Не хватало мне в данный момент только думать о выпивке. Я не часто пью – лишь в тех случаях, когда спиртное, вроде медицинского клея, закупоривает нервные окончания. Но потом остатки связывают пальцы рук, ног и все прочее, парализуя меня. Сидя под солнцем на тусклой стоянке, похожей на глянцевый автомобильный журнал, можно было бы раздавить бутылку. Хотя я подорвал бы печенку. Кроме того, вряд ли стоит начинать такую поездку с трехдневного запоя.
Потом, как частенько бывало, я лучше себя почувствовал, не вопреки, а благодаря причинам расстройства. Хорошо, что Рози ответила по телефону именно так. Кто бы стерпел ее выкрутасы? Будь я Кантри Бобом, дважды подумала бы, прежде чем хлестать по морде. Кантри Боб являлся бы домой из бара «Старлайт» в три часа ночи с воротничком, перепачканным губной помадой, и даже не трудился бы врать по этому поводу.
Замечу, что именно в тот момент я напялил на себя ковбойскую шляпу. К черту Рози.
Завел машину, направился в Гузберри, где находится банк. Только нынче утром понял, что стоит проверить ее финансовые распоряжения.
Поэтому ехал, закуривая и быстро гася сигареты. Туча то и дело закрывала солнце. Это была Рози. Меня снова стало клонить в сон, захотелось положить голову ей на плечо, могучее, как утес, на котором можно высечь изображения не четырех, а еще нескольких президентов. Потом туча ушла, день прояснился. В солнечных лучах замаячила Мэри Уиткомб. Я вспомнил ее узкие бедра, маленькие груди. Полная противоположность Рози – природа уравновешивает размеры. Вспомнил длинные, по-девичьи распущенные волосы.
Вспомнил и висевшую над нами жуткую помадно-очкастую картину с дешевым ярмарочным лоском, вечно портившую момент.
– Это Патрик Найджел. Знаменитый.
– Наплевать. Мне не нравится.
– Значит, ты художественный критик и одновременно бывший оператор токарного станка? Я не знала.
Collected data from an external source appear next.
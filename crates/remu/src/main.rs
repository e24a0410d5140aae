//! remu CLI - per-site build configuration and multi-domain static hosting.

use std::path::PathBuf;

use anyhow::Result;
use clap::{Parser, Subcommand};
use remu_site::OutputFormat;
use tracing_subscriber::{fmt, EnvFilter};

mod commands;

#[derive(Parser)]
#[command(name = "remu")]
#[command(about = "Per-site build configuration and multi-domain static hosting")]
#[command(version)]
pub struct Cli {
    #[command(subcommand)]
    command: Commands,

    /// Path to remu.toml config file
    #[arg(short, long, default_value = "remu.toml")]
    config: PathBuf,

    /// Enable verbose output
    #[arg(short, long)]
    verbose: bool,
}

#[derive(Subcommand)]
enum Commands {
    /// Resolve the build configuration for the site named by SITE
    Site {
        /// Output format (json or toml)
        #[arg(short, long, default_value = "json")]
        format: OutputFormat,

        /// Project root (defaults to the current directory)
        #[arg(long)]
        root: Option<PathBuf>,

        /// Write to a file instead of stdout
        #[arg(short, long)]
        output: Option<PathBuf>,
    },

    /// Serve the built sites by host name
    Serve {
        /// Address to listen on (overrides the config file)
        #[arg(short, long)]
        listen: Option<String>,

        /// Reload cached files when they change on disk
        #[arg(long)]
        watch: bool,

        /// Open browser on the local test domain
        #[arg(long)]
        open: bool,
    },

    /// Write a default remu.toml
    Init {
        /// Overwrite an existing config file
        #[arg(short, long)]
        yes: bool,
    },
}

#[tokio::main]
async fn main() -> Result<()> {
    let cli = Cli::parse();

    // Initialize logging; stdout is reserved for rendered configuration
    let filter = if cli.verbose {
        EnvFilter::new("debug")
    } else {
        EnvFilter::new("info")
    };

    fmt()
        .with_env_filter(filter)
        .with_target(false)
        .with_writer(std::io::stderr)
        .init();

    // Execute command
    match cli.command {
        Commands::Site {
            format,
            root,
            output,
        } => {
            let site = remu_site::site_from_env();
            commands::site::run(site.as_deref(), root, format, output)?;
        }
        Commands::Serve {
            listen,
            watch,
            open,
        } => {
            commands::serve::run(&cli.config, listen, watch, open).await?;
        }
        Commands::Init { yes } => {
            commands::init::run(&cli.config, yes)?;
        }
    }

    Ok(())
}
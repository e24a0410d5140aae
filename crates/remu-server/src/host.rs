//! Host and path helpers.

use std::path::Path;
use std::sync::OnceLock;

use axum::extract::Request;
use axum::http::header;
use regex::Regex;

use crate::config::ServerConfig;

/// Strip a `:port` suffix from a host.
pub fn clean_host(host: &str) -> &str {
    match host.split_once(':') {
        Some((name, _)) => name,
        None => host,
    }
}

/// Map a cleaned host to the domain it is served as.
///
/// Local aliases such as `localhost` stand in for the configured test domain.
pub fn site_host<'a>(host: &'a str, config: &'a ServerConfig) -> &'a str {
    if config.local_aliases.iter().any(|alias| alias == host) {
        &config.localhost_test_domain
    } else {
        host
    }
}

/// Raw host of a request, from the `Host` header or the URI authority.
pub fn request_host(req: &Request) -> Option<&str> {
    req.headers()
        .get(header::HOST)
        .and_then(|v| v.to_str().ok())
        .or_else(|| req.uri().authority().map(|a| a.as_str()))
}

/// Collapse repeated slashes.
pub fn collapse_slashes(path: &str) -> String {
    static SLASHES: OnceLock<Regex> = OnceLock::new();
    let re = SLASHES.get_or_init(|| Regex::new("/{2,}").expect("valid regex"));
    re.replace_all(path, "/").into_owned()
}

/// Collapse repeated slashes and make sure the path is rooted.
pub fn normalize_path(path: &str) -> String {
    let collapsed = collapse_slashes(path);
    if collapsed.starts_with('/') {
        collapsed
    } else {
        format!("/{}", collapsed)
    }
}

/// Whether the last segment of `path` has an extension.
///
/// A leading dot (`/.well-known`) does not count.
pub fn has_ext(path: &str) -> bool {
    let segment = path.rsplit('/').next().unwrap_or(path);
    matches!(segment.rfind('.'), Some(i) if i > 0)
}

/// Whether `path` ends in one of `exts` (given with a leading dot).
pub fn has_extension(path: &str, exts: &[String]) -> bool {
    let ext = match Path::new(path).extension().and_then(|e| e.to_str()) {
        Some(ext) => format!(".{}", ext.to_lowercase()),
        None => return false,
    };
    exts.iter().any(|e| e.to_lowercase() == ext)
}

#[cfg(test)]
mod tests {
    use super::*;
    use axum::body::Body;

    #[test]
    fn strips_port() {
        assert_eq!(clean_host("tmdev.pl:3000"), "tmdev.pl");
        assert_eq!(clean_host("tmdev.pl"), "tmdev.pl");
    }

    #[test]
    fn local_aliases_map_to_test_domain() {
        let config = ServerConfig::default();

        assert_eq!(site_host("localhost", &config), "novi-tech.net");
        assert_eq!(site_host("remu", &config), "novi-tech.net");
        assert_eq!(site_host("tmdev.pl", &config), "tmdev.pl");
    }

    #[test]
    fn reads_host_header() {
        let req = axum::http::Request::builder()
            .uri("/index.html")
            .header("host", "tmdev.pl:3000")
            .body(Body::empty())
            .unwrap();
        assert_eq!(request_host(&req), Some("tmdev.pl:3000"));

        let req = axum::http::Request::builder()
            .uri("http://novi-tech.net/")
            .body(Body::empty())
            .unwrap();
        assert_eq!(request_host(&req), Some("novi-tech.net"));
    }

    #[test]
    fn normalizes_paths() {
        assert_eq!(normalize_path("//a///b"), "/a/b");
        assert_eq!(normalize_path("a/b"), "/a/b");
        assert_eq!(normalize_path(""), "/");
    }

    #[test]
    fn detects_extensions() {
        assert!(has_ext("/app.js"));
        assert!(has_ext("/assets/logo.min.svg"));
        assert!(!has_ext("/about"));
        assert!(!has_ext("/.well-known"));
        assert!(!has_ext("/v1.2/docs"));
    }

    #[test]
    fn matches_extension_list_case_insensitively() {
        let exts = vec![".html".to_string()];

        assert!(has_extension("tmdev.pl/index.HTML", &exts));
        assert!(!has_extension("tmdev.pl/app.js", &exts));
        assert!(!has_extension("tmdev.pl/README", &exts));
    }
}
– Хорошо бы сбросить этот кусок дерьма с балкона.
– Давай. Не упускай возможности.
Время от времени, как уже говорилось, ментоловый холодок становился сладким, нежным, и она начинала плакать.
– Я эту картину люблю, – шептала Мэри, шмыгая носом. Потом брала себя в руки. – Собери моих дружочков.
И я собирал плюшевые игрушки, которые среди ночи сбросил с кровати.
Так бывало не всегда. Как я ни старался отводить взгляд, который обязательно натыкается на что-нибудь нежелательное, кругом видел губную помаду и сетчатые чулки.